TEMPO.CO, Yogyakarta - Gubernur Daerah Istimewa Yogyakarta Sultan Hamengku Buwono X meminta polisi menangkap dan memenjarakan pelaku pencoretan dinding terowongan (underpass) Jombor di Kabupaten Sleman. Dia menilai pemenjaraan itu akan memberikan efek jera kepada pelaku, meski masih di bawah umur. “Saya sudah bilang ke polisi. Jangan sekadar dikembalikan ke orang tua. Tapi disel (dipenjara) 1-2 hari,” kata Sultan di Kepatihan Yogyakarta, Kamis, 15 Januari 2015.

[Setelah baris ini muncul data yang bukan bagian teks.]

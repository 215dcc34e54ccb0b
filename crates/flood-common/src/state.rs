//! Viewer UI state.

use serde::Serialize;

use crate::layer::ViewMode;
use crate::time::TimeStep;

/// Everything the request resolver needs to know about user choices.
///
/// Created with the viewer session and discarded with it. Only the
/// selection controller mutates it.
#[derive(Debug, Clone, Default, PartialEq, Eq, Serialize)]
pub struct UiState {
    pub active_mode: ViewMode,
    pub time_step: TimeStep,
    pub selected_dynamic_layer: Option<String>,
    pub is_loading: bool,
}

impl UiState {
    /// A state with the given mode and step and nothing picked.
    pub fn with_mode(active_mode: ViewMode, time_step: TimeStep) -> Self {
        Self {
            active_mode,
            time_step,
            ..Self::default()
        }
    }
}

#[cfg(test)]
mod tests {
    use super::*;

    #[test]
    fn test_initial_state() {
        let state = UiState::default();
        assert_eq!(state.active_mode, ViewMode::MaxDepth);
        assert_eq!(state.time_step.get(), 1);
        assert_eq!(state.selected_dynamic_layer, None);
        assert!(!state.is_loading);
    }
}
//! Common test fixtures for flood viewer tests.
//!
//! Layer names here follow what the simulation publishes: one store per run,
//! suffixed with the product it holds.

use std::io::Write;

use flood_common::ViewerConfig;
use tempfile::NamedTempFile;

/// Server layer names as returned by discovery.
pub mod layers {
    /// Published max-depth raster of the dam release run
    pub const MAHANADI_MAX_DEPTH: &str = "mahanadi_dam_release_max_depth";

    /// Time-series counterpart of a second run
    pub const EVENT_A_TIMESERIES: &str = "flood_event_a_timeseries";

    /// Sorts before the others by label
    pub const BASIN_MAX_DEPTH: &str = "Basin_Upper_max_depth";

    /// Neither suffix; dropped from the menu
    pub const DEM: &str = "dem";

    /// Suffix only, no prefix
    pub const BARE_TIMESERIES: &str = "_timeseries";

    /// A realistic mixed discovery result, in server order.
    pub fn mixed() -> Vec<String> {
        [
            MAHANADI_MAX_DEPTH,
            DEM,
            EVENT_A_TIMESERIES,
            BASIN_MAX_DEPTH,
            BARE_TIMESERIES,
        ]
        .iter()
        .map(|s| s.to_string())
        .collect()
    }
}

/// YAML equivalent of [`ViewerConfig::default`] with a caller-chosen server.
pub fn config_yaml(base_url: &str) -> String {
    format!(
        r#"base_url: {base_url}
workspace: anuga
credentials:
  username: admin
  password: geoserver
max_depth_layer:
  name: mahanadi_dam_release_max_depth
  title: Max Depth
  bbox: [392635.0, 2248090.0, 417935.0, 2263390.0]
  projection: EPSG:32645
timeseries_layer:
  name: timeseries
  title: Time Series
  bbox: [392635.0, 2248090.0, 417935.0, 2263390.0]
  projection: EPSG:32645
  time_steps: 25
"#
    )
}

/// Default viewer config pointed at `base_url`.
pub fn config_for(base_url: &str) -> ViewerConfig {
    ViewerConfig {
        base_url: base_url.to_string(),
        ..ViewerConfig::default()
    }
}

/// Write `content` to a temporary `.yaml` file kept alive by the handle.
pub fn write_config_file(content: &str) -> NamedTempFile {
    let mut file = tempfile::Builder::new()
        .suffix(".yaml")
        .tempfile()
        .expect("create temp config");
    file.write_all(content.as_bytes()).expect("write temp config");
    file
}
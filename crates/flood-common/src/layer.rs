//! Layer name classification.
//!
//! Server layers carry their category in the name suffix:
//! `mahanadi_dam_release_max_depth` is a maximum-depth raster,
//! `flood_event_a_timeseries` a time-indexed mosaic. Everything else is
//! `Unknown` and is never shown in the categorized menus.

use serde::{Deserialize, Serialize};
use std::fmt;

const MAX_DEPTH_SUFFIX: &str = "_max_depth";
const TIMESERIES_SUFFIX: &str = "_timeseries";

/// Category derived from a layer identifier.
#[derive(Debug, Clone, Copy, PartialEq, Eq, Hash, Serialize, Deserialize)]
#[serde(rename_all = "lowercase")]
pub enum LayerCategory {
    MaxDepth,
    TimeSeries,
    Unknown,
}

impl LayerCategory {
    pub fn as_str(&self) -> &'static str {
        match self {
            LayerCategory::MaxDepth => "maxdepth",
            LayerCategory::TimeSeries => "timeseries",
            LayerCategory::Unknown => "unknown",
        }
    }
}

impl fmt::Display for LayerCategory {
    fn fmt(&self, f: &mut fmt::Formatter<'_>) -> fmt::Result {
        f.write_str(self.as_str())
    }
}

/// The two static display modes.
#[derive(Debug, Clone, Copy, Default, PartialEq, Eq, Hash, Serialize, Deserialize)]
#[serde(rename_all = "lowercase")]
pub enum ViewMode {
    #[default]
    MaxDepth,
    TimeSeries,
}

impl ViewMode {
    /// Mode implied by a layer category, if any.
    pub fn from_category(category: LayerCategory) -> Option<Self> {
        match category {
            LayerCategory::MaxDepth => Some(ViewMode::MaxDepth),
            LayerCategory::TimeSeries => Some(ViewMode::TimeSeries),
            LayerCategory::Unknown => None,
        }
    }

    pub fn as_str(&self) -> &'static str {
        match self {
            ViewMode::MaxDepth => "maxdepth",
            ViewMode::TimeSeries => "timeseries",
        }
    }
}

impl fmt::Display for ViewMode {
    fn fmt(&self, f: &mut fmt::Formatter<'_>) -> fmt::Result {
        f.write_str(self.as_str())
    }
}

/// Classify a layer identifier by its suffix.
pub fn classify(identifier: &str) -> LayerCategory {
    if identifier.ends_with(TIMESERIES_SUFFIX) {
        LayerCategory::TimeSeries
    } else if identifier.ends_with(MAX_DEPTH_SUFFIX) {
        LayerCategory::MaxDepth
    } else {
        LayerCategory::Unknown
    }
}

/// Human-readable label for a layer identifier.
///
/// Strips at most one category suffix, then title-cases each
/// underscore-separated word. Consecutive underscores produce empty words,
/// so `"a__b"` becomes `"A  B"`.
pub fn display_label(identifier: &str) -> String {
    let stem = identifier
        .strip_suffix(MAX_DEPTH_SUFFIX)
        .or_else(|| identifier.strip_suffix(TIMESERIES_SUFFIX))
        .unwrap_or(identifier);

    stem.split('_')
        .map(capitalize)
        .collect::<Vec<_>>()
        .join(" ")
}

fn capitalize(word: &str) -> String {
    let mut chars = word.chars();
    match chars.next() {
        Some(first) => first.to_uppercase().chain(chars).collect(),
        None => String::new(),
    }
}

Pencoretan dinding underpass di jalur lingkar utara Jombor mulai diketahui awal pekan ini. Coretan itu berupa cat warna putih yang membentuk huruf. Padahal dinding jembatan itu telah dihiasi relief berupa ornamen bunga dan garis perpaduan warna hijau dan kuning. Menurut Kepala Dinas Pekerjaan Umum DIY Rani Sjamsinarsi, relief itu simbol keistimewaan DIY. “Itu infrastruktur pertama yang nuansanya kami buat indah,” kata Rani.
Dia belum memutuskan tindakan terhadap aksi vandalisme itu. “Kami lihat dulu. Enggak langsung diperbaiki, nanti diorek-orek lagi,” kata Rani. Kalaupun akan diperbaiki, dananya tak akan diambil dari biaya perawatan. Namun bukan pula bagian garansi kontrak dengan pengembang. Sebab, kerusakan diakibatkan orang lain, bukan pengembang.
Menurut dia, pejabat pembuat komitmen flyover dan underpass Jombor sudah melaporkan kasus itu ke Kepolisian Resor Sleman. Rani mengimbau agar pelaku sadar bahwa pembangunan infrastruktur itu menggunakan uang rakyat Rp 150 miliar. Dia pun mendukung keinginan Sultan untuk memenjarakan pelaku. “Memang ada aturannya. Saya setuju kalau diajukan ke pengadilan,” kata Rani.
Sebaliknya, seniman aktivis Ong Hari Wahyu menolak keinginan Sultan agar pelaku diproses hukum dan dipenjara. Dia meminta pemerintah menyelesaikan persoalan secara kultural dengan mengajak remaja yang melakukan aksi coret-coret dinding itu duduk bersama. “Karena ini salah pemerintah yang tidak memfasilitasi,” kata Ong.
Dia mencontohkan, pada masa Wali Kota Yogyakarta Herry Zudianto, remaja pelaku pencoretan tembok difasilitasi dengan disediakan cat dan kuas. Mereka juga boleh mencoret di tembok tertentu, sebaliknya dilarang mencoret tembok tertentu lain. “Sekarang jadi liar karena tidak difasilitasi dan diberi ruang,” ujar Ong.